Des éléments militaires ont tenté de renverser le gouvernement béninois début décembre 2025. Cependant, contrairement à d’autres coups d’État au Sahel et en Afrique de l’Ouest depuis 2020, cette tentative a déclenché une réponse militaire de la part des voisins du Bénin.
Le Bénin est un État d’Afrique de l’Ouest de 14,8 millions d’habitants, bordé par le Togo, le Burkina Faso, le Niger et le Nigeria.
En réponse à deux demandes d’assistance du gouvernement du président Patrice Talon, le Nigeria a déployé des avions de combat et la Communauté économique des États de l’Afrique de l’Ouest (Cedeao) a déployé des éléments de sa force en attente pour cibler et déloger les forces putschistes.
L’intervention de la CEDEAO a probablement joué un rôle important en sapant l’élan du coup d’État et en rétablissant l’ordre. La douzaine de putschistes ont remporté des succès tactiques précoces. Ils ont capturé et diffusé la chaîne de télévision nationale, occupé un camp militaire et ont même pris en otage les deux plus hauts officiers de l’armée. Mais une fois que la CEDEAO est intervenue militairement, tous les indécis ont conclu que les loyalistes l’emporteraient. Plutôt qu’un soulèvement généralisé, 14 personnes seulement ont été arrêtées et quelques conspirateurs sont toujours en liberté.
Je suis un universitaire qui gère l’ensemble de données Colpus sur les coups d’État et j’ai documenté l’histoire des coups d’État d’après la Seconde Guerre mondiale. Dans le cadre de ce travail, j’ai cherché à documenter les causes et les effets complexes de « l’épidémie de coups d’État » en Afrique après 2020, qui entre maintenant dans sa cinquième année.

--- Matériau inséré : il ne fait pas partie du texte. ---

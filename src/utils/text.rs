//! UTF-8 boundary helpers for stage chaining.

use crate::error::RotorCryptError;

/// Converts stage output bytes back into text.
///
/// # Errors
/// Returns [`RotorCryptError::Decode`] if `bytes` is not valid UTF-8, which
/// usually means the rotor settings or equation do not match the ones used
/// to encrypt.
pub(crate) fn utf8(bytes: Vec<u8>, stage: &str) -> Result<String, RotorCryptError> {
    String::from_utf8(bytes).map_err(|e| {
        RotorCryptError::decode(format!(
            "{} output is not valid UTF-8 (check the rotor settings): {}",
            stage, e
        ))
    })
}
//! Standard Base64 text stage.
//!
//! Encodes the UTF-8 bytes of a string with the standard alphabet and `=`
//! padding. Unlike Base32, decoding is strict: malformed input is an error.

use base64::{engine::general_purpose::STANDARD, Engine};

use crate::error::RotorCryptError;
use crate::utils::text;

/// Encodes the UTF-8 bytes of `input` as padded standard Base64.
///
/// # Examples
///
/// ```
/// use rotorcrypt::utils::base64;
///
/// assert_eq!(base64::encode("olá"), "b2zDoQ==");
/// ```
pub fn encode(input: &str) -> String {
    STANDARD.encode(input.as_bytes())
}

/// Decodes padded standard Base64 back to text.
///
/// # Errors
/// Returns [`RotorCryptError::Decode`] if `input` is not valid Base64 or
/// the decoded bytes are not valid UTF-8.
pub fn decode(input: &str) -> Result<String, RotorCryptError> {
    let bytes = STANDARD
        .decode(input.trim().as_bytes())
        .map_err(|e| RotorCryptError::decode(format!("invalid Base64 input: {}", e)))?;
    text::utf8(bytes, "base64")
}
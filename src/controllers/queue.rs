use axum::{
    extract::Json,
    http::StatusCode,
    response::{IntoResponse, Response},
};
use reqwest::Client;
use serde_json::Value;
use tracing::{debug, error, warn};

use crate::{
    config::AppConfig,
    controllers::normalizer::extract_songs,
    errors::UpstreamFetchError,
    models::{QueueResponse, SongRecord},
};

/// Relays the Songify request queue. Holds no per-request state.
pub struct QueueController {
    client: Client,
    queue_url: String,
}

impl QueueController {
    pub fn new(client: Client, config: &AppConfig) -> Self {
        QueueController {
            client,
            queue_url: config.queue_url(),
        }
    }

    /// Fetch the queue once and normalize it.
    pub async fn fetch_queue(&self) -> Result<Vec<SongRecord>, UpstreamFetchError> {
        let response = self.client.get(&self.queue_url).send().await?;

        // The body is normalized whatever the status says
        let status = response.status();
        if !status.is_success() {
            warn!("Songify answered {} for the queue, parsing body anyway", status);
        }

        let body = response.text().await?;
        let raw: Value = serde_json::from_str(&body)?;
        let songs = extract_songs(&raw);
        debug!("Songify queue holds {} songs", songs.len());
        Ok(songs)
    }

    pub async fn get_queue(&self) -> Response {
        match self.fetch_queue().await {
            Ok(songs) => (StatusCode::OK, Json(QueueResponse::new(songs))).into_response(),
            Err(e) => {
                error!("Error fetching Songify queue: {}", e);
                e.into_response()
            }
        }
    }
}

Bien que les détails restent rares sur les motivations des putschistes dirigés par le lieutenant-colonel Pascal Tigri, trois facteurs structurels ont probablement contribué à la dernière tentative de coup d’État :
autocratie croissante sous Talon depuis 2016
la montée des violences djihadistes dans le nord du Bénin qui s’étend aux voisins du Sahel
La contagion du coup d’État s’accentue alors que la ceinture du coup d’État en Afrique menace désormais la région de l’Afrique de l’Ouest.
Du recul démocratique au revirement démocratique ?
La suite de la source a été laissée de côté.